Speaking of true crime, the teaser for Welcome to Chippendales dropped yesterday. The Hulu limited series stars Kumail Nanjiani as Steve Banerjee, the founder of Chippendale’s who gets into a murder plot involving the club’s choreographer, Nick De Noia. Murray Bartlett, fresh off his Emmy win for The White Lotus, plays De Noia. In fact, Chippendales comes with a prestigious lineage: besides Emmy winner Bartlett and Oscar nominee Nanjiani, Robert Siegel, part of the team behind Pam & Tommy, Hulu’s other limited series about tawdry events surrounding a sexualized subject which earned a boatload of Emmy nominations, including one for Siegel, is the co-showrunner. The other showrunner is Jenni Konner, herself a double-Emmy nominee for Girls. So, lots of trophy talent floating around this project. 

 

The teaser certainly reflects that. Matt Shakman is the series director—after Ramin Bahrani dropped out, still a little bummed about that—and Chippendales somehow looks simultaneously seedy and glossy. It’s the lighting, I think. Some of the color choices scream “1980s nightclub sh-tshow”, yet there’s a warm patina that makes everything look polished, even the blood-splattered shotgun. And the emphasis on luxury goods—cool cars, nice suits, big houses—certainly adds to the shine. That part makes sense, the story of the Chippendales murder is an American dream gone horribly awry, which the teaser acknowledges. 

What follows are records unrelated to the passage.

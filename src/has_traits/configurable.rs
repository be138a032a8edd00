//! Applying a config tree to an instance.

use crate::config::{Config, ConfigItem};
use crate::eventful::Eventful;
use crate::trait_types::TraitError;
use crate::value::Value;

use super::HasTraits;

impl HasTraits {
    /// Sets configurable traits from the sections of `config` named after
    /// this object's class and its bases.
    ///
    /// Sections are applied from the root base to the class itself, so a
    /// derived section overrides its base's. Lazy values are resolved
    /// against the trait's current value. Keys that are not configurable
    /// traits are logged and skipped; nested sections are ignored.
    ///
    /// Everything is assigned in one hold region: observers see one change
    /// per trait, and a rejected value leaves every trait as it was.
    ///
    /// # Errors
    ///
    /// Returns the first validation, read-only or observer error.
    pub fn apply_config(&self, config: &Config) -> Result<(), TraitError> {
        let class = self.class();
        let chain: Vec<_> = class.mro().into_iter().rev().collect();
        self.hold_trait_notifications(|| {
            for section_class in &chain {
                let Some(section) = config.section(section_class.name()) else {
                    continue;
                };
                for (key, item) in section.iter() {
                    if matches!(item, ConfigItem::Section(_)) {
                        continue;
                    }
                    let Some(t) = class.trait_named(key).filter(|t| t.is_configurable()) else {
                        tracing::warn!(
                            "Config option `{key}` not recognized by `{}`.",
                            section_class.name()
                        );
                        continue;
                    };
                    let value = match item {
                        ConfigItem::Value(value) => value.deep_copy(),
                        ConfigItem::Lazy(lazy) if lazy.is_empty() => continue,
                        ConfigItem::Lazy(lazy) => lazy.resolve(&self.get(key)?),
                        ConfigItem::Section(_) => continue,
                    };
                    let value = if t.is_eventful() {
                        Eventful::wrap(&value).map_or(value, Value::Eventful)
                    } else {
                        value
                    };
                    tracing::debug!(class = section_class.name(), trait_name = key, "Applying config value");
                    self.set(key, value)?;
                }
            }
            Ok(())
        })
    }
}
//! Tests for the key=value command-line loader.

use super::*;

fn flag_config(section: &str, key: &str, value: Value) -> Config {
    let mut config = Config::new();
    config.section_mut(section).unwrap().insert(key, value).unwrap();
    config
}

fn loader() -> KeyValueConfigLoader {
    KeyValueConfigLoader::new()
        .alias("i", "Foo.i")
        .flag("enable", flag_config("Bar", "enabled", Value::Bool(true)), "Enable Bar")
        .flag("disable", flag_config("Bar", "enabled", Value::Bool(false)), "Disable Bar")
}

fn value_at<'a>(config: &'a Config, section: &str, key: &str) -> Option<&'a Value> {
    config.section(section).and_then(|s| s.value(key))
}

mod assignments {
    use super::*;

    #[test]
    fn alias_and_flag() {
        let loaded = loader().load_config(&["--i=5", "--enable"]).unwrap();
        assert_eq!(value_at(&loaded.config, "Foo", "i"), Some(&Value::Int(5)));
        assert_eq!(value_at(&loaded.config, "Bar", "enabled"), Some(&Value::Bool(true)));
        assert!(loaded.extra_args.is_empty());
    }

    #[test]
    fn extra_arguments_keep_order() {
        let loaded = loader()
            .load_config(&["--Bar.b=5", "extra", "--disable", "more"])
            .unwrap();
        assert_eq!(value_at(&loaded.config, "Bar", "b"), Some(&Value::Int(5)));
        assert_eq!(value_at(&loaded.config, "Bar", "enabled"), Some(&Value::Bool(false)));
        assert_eq!(loaded.extra_args, ["extra", "more"]);
    }

    #[test]
    fn quoted_numbers_stay_strings() {
        let loaded = loader().load_config(&["--Foo.a=4", "--Foo.b='4'"]).unwrap();
        assert_eq!(value_at(&loaded.config, "Foo", "a"), Some(&Value::Int(4)));
        assert_eq!(value_at(&loaded.config, "Foo", "b"), Some(&Value::str("4")));
    }

    #[test]
    fn bare_words_become_strings() {
        let loaded = loader().load_config(&["--Foo.name=brian"]).unwrap();
        assert_eq!(value_at(&loaded.config, "Foo", "name"), Some(&Value::str("brian")));
    }

    #[test]
    fn literals_parse() {
        let loaded = loader()
            .load_config(&["--Foo.items=[1, 'a']", "--Foo.on=True", "--Foo.none=None"])
            .unwrap();
        assert_eq!(
            value_at(&loaded.config, "Foo", "items"),
            Some(&Value::list([Value::Int(1), Value::str("a")]))
        );
        assert_eq!(value_at(&loaded.config, "Foo", "on"), Some(&Value::Bool(true)));
        assert_eq!(value_at(&loaded.config, "Foo", "none"), Some(&Value::None));
    }

    #[test]
    fn later_assignment_wins() {
        let loaded = loader().load_config(&["--Foo.a=1", "--Foo.a=2"]).unwrap();
        assert_eq!(value_at(&loaded.config, "Foo", "a"), Some(&Value::Int(2)));
    }

    #[test]
    fn nested_sections() {
        let loaded = loader().load_config(&["--Foo.Bar.x=1"]).unwrap();
        assert!(loaded.config.contains("Foo.Bar.x"));
    }

    #[test]
    fn flag_keeps_other_keys_of_the_section() {
        let loaded = loader().load_config(&["--Bar.b=1", "--enable"]).unwrap();
        assert_eq!(value_at(&loaded.config, "Bar", "b"), Some(&Value::Int(1)));
        assert_eq!(value_at(&loaded.config, "Bar", "enabled"), Some(&Value::Bool(true)));
    }

    #[test]
    fn unknown_alias_is_stored_at_top_level() {
        let loaded = loader().load_config(&["--unknown=1"]).unwrap();
        assert_eq!(loaded.config.value("unknown"), Some(&Value::Int(1)));
    }
}

mod extras {
    use super::*;

    #[test]
    fn double_dash_ends_options() {
        let loaded = loader()
            .load_config(&["--Foo.a=1", "--", "--Foo.b=2", "--enable"])
            .unwrap();
        assert!(loaded.config.contains("Foo.a"));
        assert!(!loaded.config.contains("Foo.b"));
        assert!(!loaded.config.contains("Bar"));
        assert_eq!(loaded.extra_args, ["--Foo.b=2", "--enable"]);
    }

    #[test]
    fn lone_dash_is_kept() {
        let loaded = loader().load_config(&["-", "file"]).unwrap();
        assert_eq!(loaded.extra_args, ["-", "file"]);
    }

    #[test]
    fn empty_argv() {
        let loaded = loader().load_config::<&str>(&[]).unwrap();
        assert!(loaded.config.is_empty());
        assert!(loaded.extra_args.is_empty());
    }
}

mod errors {
    use super::*;

    fn message(argv: &[&str]) -> String {
        loader().load_config(argv).unwrap_err().to_string()
    }

    #[test]
    fn unknown_flag() {
        assert!(message(&["--nope"]).contains("Unrecognized flag: '--nope'"));
    }

    #[test]
    fn single_dash_assignment_suggests_double_dash() {
        assert!(message(&["-Foo.a=1"]).contains("did you mean '--Foo.a=1'?"));
    }

    #[test]
    fn malformed_option() {
        let text = message(&["--Foo..a=1"]);
        assert!(text.contains("Invalid argument: '--Foo..a=1'"));
        assert!(!text.contains("did you mean"));
    }

    #[test]
    fn scalar_for_a_section() {
        assert!(message(&["--Foo.Bar=1"]).contains("Invalid argument: '--Foo.Bar=1'"));
    }

    #[test]
    fn errors_are_argument_errors() {
        let err = loader().load_config(&["--nope"]).unwrap_err();
        assert!(matches!(err, ConfigError::Argument(_)));
    }
}

mod rhs {
    use super::*;

    #[test]
    fn items_build_a_list() {
        let mut config = Config::new();
        exec_config_str(
            &mut config,
            "Foo.items",
            Rhs::Items(vec!["1".into(), "b".into()]),
        )
        .unwrap();
        assert_eq!(
            value_at(&config, "Foo", "items"),
            Some(&Value::list([Value::Int(1), Value::str("b")]))
        );
    }

    #[test]
    fn single_bracketed_item_is_a_literal() {
        let mut config = Config::new();
        exec_config_str(&mut config, "Foo.items", Rhs::Items(vec!["[1, 2]".into()])).unwrap();
        assert_eq!(value_at(&config, "Foo", "items"), Some(&Value::list([1, 2])));
    }

    #[test]
    fn dict_pairs() {
        let mut config = Config::new();
        exec_config_str(
            &mut config,
            "Foo.d",
            Rhs::Dict(vec![
                DictItem::Pair("a".into(), "1".into()),
                DictItem::Pair("b".into(), "x".into()),
            ]),
        )
        .unwrap();
        assert_eq!(
            value_at(&config, "Foo", "d"),
            Some(&Value::dict([("a", Value::Int(1)), ("b", Value::str("x"))]))
        );
    }

    #[test]
    fn dict_literal() {
        let mut config = Config::new();
        exec_config_str(
            &mut config,
            "Foo.d",
            Rhs::Dict(vec![DictItem::Literal("{'a': 1}".into())]),
        )
        .unwrap();
        assert_eq!(value_at(&config, "Foo", "d"), Some(&Value::dict([("a", 1)])));
    }

    #[test]
    fn dict_literal_among_pairs_fails() {
        let mut config = Config::new();
        let result = exec_config_str(
            &mut config,
            "Foo.d",
            Rhs::Dict(vec![
                DictItem::Pair("a".into(), "1".into()),
                DictItem::Literal("{}".into()),
            ]),
        );
        assert!(result.is_err());
    }
}
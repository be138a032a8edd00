//! Classes: named, ordered trait declarations with an optional base.

use std::cell::RefCell;
use std::collections::HashMap;
use std::fmt;
use std::rc::{Rc, Weak};

use indexmap::IndexMap;

use crate::trait_types::{DefaultFn, TraitBuilder, TraitError, TraitType};
use crate::value::Value;

use super::events::{Change, EventFilter, Names, Observer, Proposal, Validator};
use super::HasTraits;

thread_local! {
    static REGISTRY: RefCell<HashMap<String, Weak<ClassInner>>> = RefCell::new(HashMap::new());
}

/// Shared class data. Reach it through [`Class`].
pub struct ClassInner {
    name: String,
    base: Option<Class>,
    traits: IndexMap<String, Rc<TraitType>>,
    defaults: HashMap<String, DefaultFn>,
    validators: Vec<(Names, Validator)>,
    observers: Vec<(Names, EventFilter, Observer)>,
}

/// A handle to a class. Cloning shares the class; equality is identity.
#[derive(Clone)]
pub struct Class(Rc<ClassInner>);

impl Class {
    /// Starts declaring a class.
    pub fn builder(name: impl Into<String>) -> ClassBuilder {
        ClassBuilder {
            name: name.into(),
            base: None,
            traits: IndexMap::new(),
            defaults: HashMap::new(),
            validators: Vec::new(),
            observers: Vec::new(),
        }
    }

    pub(crate) const fn from_inner(inner: Rc<ClassInner>) -> Self {
        Self(inner)
    }

    pub(crate) const fn inner(&self) -> &Rc<ClassInner> {
        &self.0
    }

    /// Finds the most recently built live class with this name.
    #[must_use]
    pub fn lookup(name: &str) -> Option<Self> {
        REGISTRY.with(|registry| {
            registry
                .borrow()
                .get(name)
                .and_then(Weak::upgrade)
                .map(Self)
        })
    }

    #[must_use]
    pub fn name(&self) -> &str {
        &self.0.name
    }

    #[must_use]
    pub fn base(&self) -> Option<&Self> {
        self.0.base.as_ref()
    }

    /// This class followed by its bases, most derived first.
    #[must_use]
    pub fn mro(&self) -> Vec<Self> {
        let mut chain = vec![self.clone()];
        let mut current = self.base();
        while let Some(class) = current {
            chain.push(class.clone());
            current = class.base();
        }
        chain
    }

    /// True when `other` is this class or one of its bases.
    #[must_use]
    pub fn is_subclass_of(&self, other: &Self) -> bool {
        self.mro().iter().any(|c| c == other)
    }

    /// Every trait, inherited first. A redeclared name keeps its inherited
    /// position and takes the derived declaration.
    #[must_use]
    pub fn traits(&self) -> IndexMap<String, Rc<TraitType>> {
        let mut traits = self
            .base()
            .map(Self::traits)
            .unwrap_or_default();
        for (name, t) in &self.0.traits {
            traits.insert(name.clone(), Rc::clone(t));
        }
        traits
    }

    /// The traits this class declares itself.
    #[must_use]
    pub fn own_traits(&self) -> &IndexMap<String, Rc<TraitType>> {
        &self.0.traits
    }

    #[must_use]
    pub fn trait_named(&self, name: &str) -> Option<Rc<TraitType>> {
        self.0
            .traits
            .get(name)
            .cloned()
            .or_else(|| self.base().and_then(|b| b.trait_named(name)))
    }

    #[must_use]
    pub fn has_trait(&self, name: &str) -> bool {
        self.trait_named(name).is_some()
    }

    /// Traits tagged `config=True`, in declaration order.
    #[must_use]
    pub fn configurable_traits(&self) -> IndexMap<String, Rc<TraitType>> {
        self.traits()
            .into_iter()
            .filter(|(_, t)| t.is_configurable())
            .collect()
    }

    /// Traits whose metadata has `key` set to `value`.
    #[must_use]
    pub fn traits_tagged(&self, key: &str, value: &Value) -> IndexMap<String, Rc<TraitType>> {
        self.traits()
            .into_iter()
            .filter(|(_, t)| t.metadata(key) == Some(value))
            .collect()
    }

    pub(crate) fn default_for(&self, name: &str) -> Option<DefaultFn> {
        self.0.defaults.get(name).cloned()
    }

    pub(crate) fn validators(&self) -> &[(Names, Validator)] {
        &self.0.validators
    }

    pub(crate) fn observers(&self) -> &[(Names, EventFilter, Observer)] {
        &self.0.observers
    }

    pub(crate) fn addr(&self) -> usize {
        Rc::as_ptr(&self.0).cast::<()>() as usize
    }
}

impl PartialEq for Class {
    fn eq(&self, other: &Self) -> bool {
        Rc::ptr_eq(&self.0, &other.0)
    }
}

impl Eq for Class {}

impl fmt::Debug for Class {
    fn fmt(&self, f: &mut fmt::Formatter<'_>) -> fmt::Result {
        f.debug_struct("Class")
            .field("name", &self.0.name)
            .field("traits", &self.0.traits.keys().collect::<Vec<_>>())
            .finish_non_exhaustive()
    }
}

/// Declares a class. Names given to `default`, `validate` and `observe`
/// refer to traits declared here or inherited.
pub struct ClassBuilder {
    name: String,
    base: Option<Class>,
    traits: IndexMap<String, TraitType>,
    defaults: HashMap<String, DefaultFn>,
    validators: Vec<(Names, Validator)>,
    observers: Vec<(Names, EventFilter, Observer)>,
}

impl ClassBuilder {
    /// Inherits traits, defaults, validators and observers from `base`.
    #[must_use]
    pub fn base(mut self, base: &Class) -> Self {
        self.base = Some(base.clone());
        self
    }

    /// Declares a trait. Redeclaring a name replaces the earlier declaration.
    #[must_use]
    pub fn add_trait(mut self, name: impl Into<String>, t: impl TraitBuilder) -> Self {
        self.traits.insert(name.into(), t.into_trait());
        self
    }

    /// Computes the default of `name` for each instance, overriding the
    /// trait's own default and any inherited generator.
    #[must_use]
    pub fn default(
        mut self,
        name: impl Into<String>,
        generate: impl Fn(&HasTraits) -> Result<Value, TraitError> + 'static,
    ) -> Self {
        self.defaults.insert(name.into(), Rc::new(generate));
        self
    }

    /// Registers a cross-validator installed on every instance.
    #[must_use]
    pub fn validate(
        mut self,
        names: impl Into<Names>,
        validate: impl Fn(&Proposal) -> Result<Value, TraitError> + 'static,
    ) -> Self {
        self.validators.push((names.into(), Validator::new(validate)));
        self
    }

    /// Registers an observer installed on every instance.
    #[must_use]
    pub fn observe(
        mut self,
        names: impl Into<Names>,
        filter: impl Into<EventFilter>,
        handler: impl Fn(&Change) -> Result<(), TraitError> + 'static,
    ) -> Self {
        self.observers
            .push((names.into(), filter.into(), Observer::new(handler)));
        self
    }

    /// Binds every trait to the new class and registers it by name.
    #[must_use]
    pub fn build(self) -> Class {
        let Self {
            name,
            base,
            traits,
            defaults,
            validators,
            observers,
        } = self;
        let inner = Rc::new_cyclic(|weak: &Weak<ClassInner>| {
            let traits = traits
                .into_iter()
                .map(|(trait_name, t)| {
                    t.bind(weak, &name, Some(&trait_name), None);
                    (trait_name, Rc::new(t))
                })
                .collect();
            ClassInner {
                name: name.clone(),
                base,
                traits,
                defaults,
                validators,
                observers,
            }
        });
        REGISTRY.with(|registry| {
            let mut registry = registry.borrow_mut();
            registry.retain(|_, class| class.strong_count() > 0);
            registry.insert(name, Rc::downgrade(&inner));
        });
        tracing::debug!(class = %inner.name, traits = inner.traits.len(), "Class built");
        Class(inner)
    }
}
//! The config script dialect.
//!
//! One statement per line:
//!
//! ```text
//! # comment
//! c = get_config()
//! load_subconfig('base.py')
//! c.Section.key = 10
//! c.Section.items.append('x')
//! c.Section.items.insert(0, 'y')
//! c.Section.mapping.update({'a': 1})
//! ```

use std::path::{Path, PathBuf};
use std::sync::OnceLock;

use regex::Regex;

use crate::config::error::ConfigError;
use crate::config::literal::parse_literal;
use crate::config::tree::{Config, ConfigItem};
use crate::value::Value;

use super::{FileConfigLoader, FileLocation, cached_regex, find_file};

static ASSIGNMENT: OnceLock<Regex> = OnceLock::new();
static METHOD: OnceLock<Regex> = OnceLock::new();
static SUBCONFIG: OnceLock<Regex> = OnceLock::new();

const ASSIGNMENT_PATTERN: &str = r"^c((?:\.[A-Za-z_]\w*)+)\s*=\s*(.+)$";
const METHOD_PATTERN: &str =
    r"^c((?:\.[A-Za-z_]\w*)+)\.(append|extend|prepend|insert|update|add)\((.*)\)$";
const SUBCONFIG_PATTERN: &str = r"^load_subconfig\((.+)\)$";

/// Loads a config script.
#[derive(Debug, Clone)]
pub struct ScriptFileLoader {
    location: FileLocation,
}

impl ScriptFileLoader {
    /// An empty `search_path` means the current directory.
    #[must_use]
    pub fn new(filename: impl Into<String>, search_path: Vec<PathBuf>) -> Self {
        Self {
            location: FileLocation::new(filename, search_path),
        }
    }

    /// Runs the script text as if read from `path`.
    ///
    /// # Errors
    ///
    /// Returns [`ConfigError::Script`] naming the failing line.
    pub fn load_str(&self, path: &Path, text: &str) -> Result<Config, ConfigError> {
        let mut config = Config::new();
        for (index, raw) in text.lines().enumerate() {
            let line = raw.trim();
            if line.is_empty() || line.starts_with('#') {
                continue;
            }
            self.execute(path, &mut config, line)
                .map_err(|message| ConfigError::Script {
                    path: path.to_path_buf(),
                    line: index + 1,
                    message,
                })?;
        }
        Ok(config)
    }

    fn execute(&self, path: &Path, config: &mut Config, line: &str) -> Result<(), String> {
        if matches!(line, "c = get_config()" | "c=get_config()") {
            return Ok(());
        }
        if let Some(caps) = compiled(&SUBCONFIG, SUBCONFIG_PATTERN)?.captures(line) {
            let name = literal(&caps[1])?;
            let name = name
                .as_str()
                .ok_or_else(|| format!("load_subconfig expects a file name, got {name}"))?;
            return self.load_subconfig(path, config, name);
        }
        if let Some(caps) = compiled(&METHOD, METHOD_PATTERN)?.captures(line) {
            return call_method(config, &caps[1][1..], &caps[2], &caps[3]);
        }
        if let Some(caps) = compiled(&ASSIGNMENT, ASSIGNMENT_PATTERN)?.captures(line) {
            let value = literal(&caps[2])?;
            return config.set_path(&caps[1][1..], value).map_err(|e| e.to_string());
        }
        Err(format!("unsupported statement: {line}"))
    }

    /// Merges another script in at lower priority. The script's own
    /// directory is searched first. A missing file is ignored.
    fn load_subconfig(&self, path: &Path, config: &mut Config, name: &str) -> Result<(), String> {
        let mut search_path: Vec<PathBuf> = path.parent().map(Path::to_path_buf).into_iter().collect();
        search_path.extend(self.location.search_path().iter().cloned());
        let Ok(found) = find_file(name, &search_path) else {
            tracing::debug!(subconfig = name, "Subconfig not found, ignoring");
            return Ok(());
        };
        let sub = Self::new(found.to_string_lossy(), Vec::new())
            .load_config()
            .map_err(|e| e.to_string())?;
        config.merge(&sub);
        Ok(())
    }
}

impl FileConfigLoader for ScriptFileLoader {
    fn location(&self) -> &FileLocation {
        &self.location
    }

    fn load_config(&self) -> Result<Config, ConfigError> {
        let path = self.location.find()?;
        let text = std::fs::read_to_string(&path).map_err(|source| ConfigError::FileRead {
            path: path.clone(),
            source,
        })?;
        let config = self.load_str(&path, &text)?;
        tracing::debug!(path = %path.display(), sections = config.len(), "Config script loaded");
        Ok(config)
    }
}

fn compiled(cell: &'static OnceLock<Regex>, pattern: &str) -> Result<&'static Regex, String> {
    cached_regex(cell, pattern).map_err(|e| e.to_string())
}

fn literal(text: &str) -> Result<Value, String> {
    parse_literal(text).map_err(|e| format!("invalid literal {text:?}: {e}"))
}

/// Runs `c.<path>.<method>(<args>)`. A concrete list or set already
/// stored at the path is edited in place; otherwise the edit is recorded
/// lazily.
fn call_method(config: &mut Config, path: &str, method: &str, args: &str) -> Result<(), String> {
    let (sections, key) = path.rsplit_once('.').unwrap_or(("", path));
    let mut section = config;
    for part in sections.split('.').filter(|p| !p.is_empty()) {
        section = section.section_mut(part).map_err(|e| e.to_string())?;
    }
    let args = if method == "insert" {
        let pair = literal(&format!("({args},)"))?;
        match pair.to_items().as_deref() {
            Some([Value::Int(index), value]) => Arguments::Insert(*index, value.clone()),
            _ => return Err("insert expects an integer index and a value".to_owned()),
        }
    } else {
        Arguments::One(literal(args)?)
    };

    if let Some(ConfigItem::Value(current)) = section.get_mut(key) {
        return edit_concrete(current, method, args);
    }
    let lazy = section.lazy_mut(key).map_err(|e| e.to_string())?;
    match (method, args) {
        ("append", Arguments::One(value)) => lazy.append(value),
        ("extend", Arguments::One(value)) => lazy.extend(sequence(&value)?),
        ("prepend", Arguments::One(value)) => lazy.prepend(sequence(&value)?),
        ("insert", Arguments::Insert(index, value)) => lazy.insert(index, value),
        ("update", Arguments::One(value)) => lazy.update(&value).map_err(|e| e.to_string())?,
        ("add", Arguments::One(value)) => lazy.add(value).map_err(|e| e.to_string())?,
        _ => return Err(format!("unsupported method {method}")),
    }
    Ok(())
}

enum Arguments {
    One(Value),
    Insert(i64, Value),
}

fn sequence(value: &Value) -> Result<Vec<Value>, String> {
    value
        .to_items()
        .ok_or_else(|| format!("expected a sequence, got {}", value.type_name()))
}

fn edit_concrete(current: &mut Value, method: &str, args: Arguments) -> Result<(), String> {
    match (current, method, args) {
        (Value::List(items), "append", Arguments::One(value)) => items.push(value),
        (Value::List(items), "extend", Arguments::One(value)) => items.extend(sequence(&value)?),
        (Value::List(items), "insert", Arguments::Insert(index, value)) => {
            let len = i64::try_from(items.len()).unwrap_or(i64::MAX);
            let at = if index < 0 { (len + index).max(0) } else { index.min(len) };
            items.insert(usize::try_from(at).unwrap_or(items.len()), value);
        }
        (Value::Dict(map), "update", Arguments::One(Value::Dict(other))) => map.extend(other),
        (Value::Set(set), "add", Arguments::One(value)) => {
            set.insert(value);
        }
        (Value::Set(set), "update", Arguments::One(value)) => set.extend(sequence(&value)?),
        (current, _, _) => {
            return Err(format!("'{}' object has no method {method}", current.type_name()));
        }
    }
    Ok(())
}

I’m intrigued by the look of this. Pam & Tommy is not aesthetically distinguished. The 1990s were an ugly time—generally speaking, everything Gianni Versace, Tom Ford, and Mona May, the costume designer of Clueless, touched are exempt—and Pam & Tommy went for verisimilitude over aesthetic amplification. The result is a series that looks right but boring. (Still, the decision paid off, their one Emmy win was for non-prosthetic makeup.) But the 1980s? The Eighties is a mishmash of styles and aesthetics, with Seventies holdovers glam and punk coexisting with the burgeoning New Wave look and structured fashions that peaked in the latter part of the decade. There were plenty of hideous aesthetics in the Eighties, but that entire decade is so devoted to conspicuous consumption and overt displays of wealth that tacky gets a huge pass. Eighties tacky is maximalism at its best, 1980s fashion ran so that Fran Fine could fly. 

 

Big hair, big lapels, slick cars and slicker players. Kumail Nanjiani and Murray Bartlett having an intensity-off, super into that. Juliette Lewis, always here for her. This is a story that takes all the maximalism and wealth-worship of the Eighties and blows it out in the worst way possible, and that is coming through in this teaser. The Eighties vibes are very good.